Als Antwort auf vorwiegend liberale Tendenzen in Theologie und Kirche trafen sich um 1850 eine handvoll Menschen in Aarau zu einem eigenen Gottesdienst und zum Studium der Bibel. Unterstützt wurden sie dabei vom „Missionshaus der Herrenhuter Brüdergemeinde“ in Basel. 1865 entstand daraus eine Kirche unter dem Namen „Evangelischer Verein". 1867 kam es zur Anstellung des ersten Pfarrers. 1874 erhielt die Gemeinde ihr eigenes Kirchengebäude an der Bahnhofstrasse 30, das im Laufe der Jahrzehnte mehrmals umgebaut und renoviert wurde. Heute gehören zur Minoritätsgemeinde knapp 400 Gottesdienstbesucher jeden Alters.

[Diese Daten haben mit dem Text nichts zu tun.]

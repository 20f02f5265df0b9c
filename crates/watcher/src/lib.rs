//! Pizza watcher daemon
//!
//! Polls the Overpass API on a fixed schedule, scores the visits-per-place
//! ratio for anomalies and serves health, metrics and status over HTTP.

pub mod api;
pub mod config;
pub mod logging;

Die Minoritätsgemeinde wirkte bei der Gründung verschiedener sozialer und diakonische Werke mit: Diakonissenstation, Blaukreuzverein, CVJM Aarau, Heimgarten Aarau (Haus für Frauen), Mädchenheim (heute Männerheim) Obstgarten Rombach, Schweizerische Evangelische Bibelschule (heute Theologisch-Diakonisches Seminar Aarau), Stiftung Wendepunkt Muhen.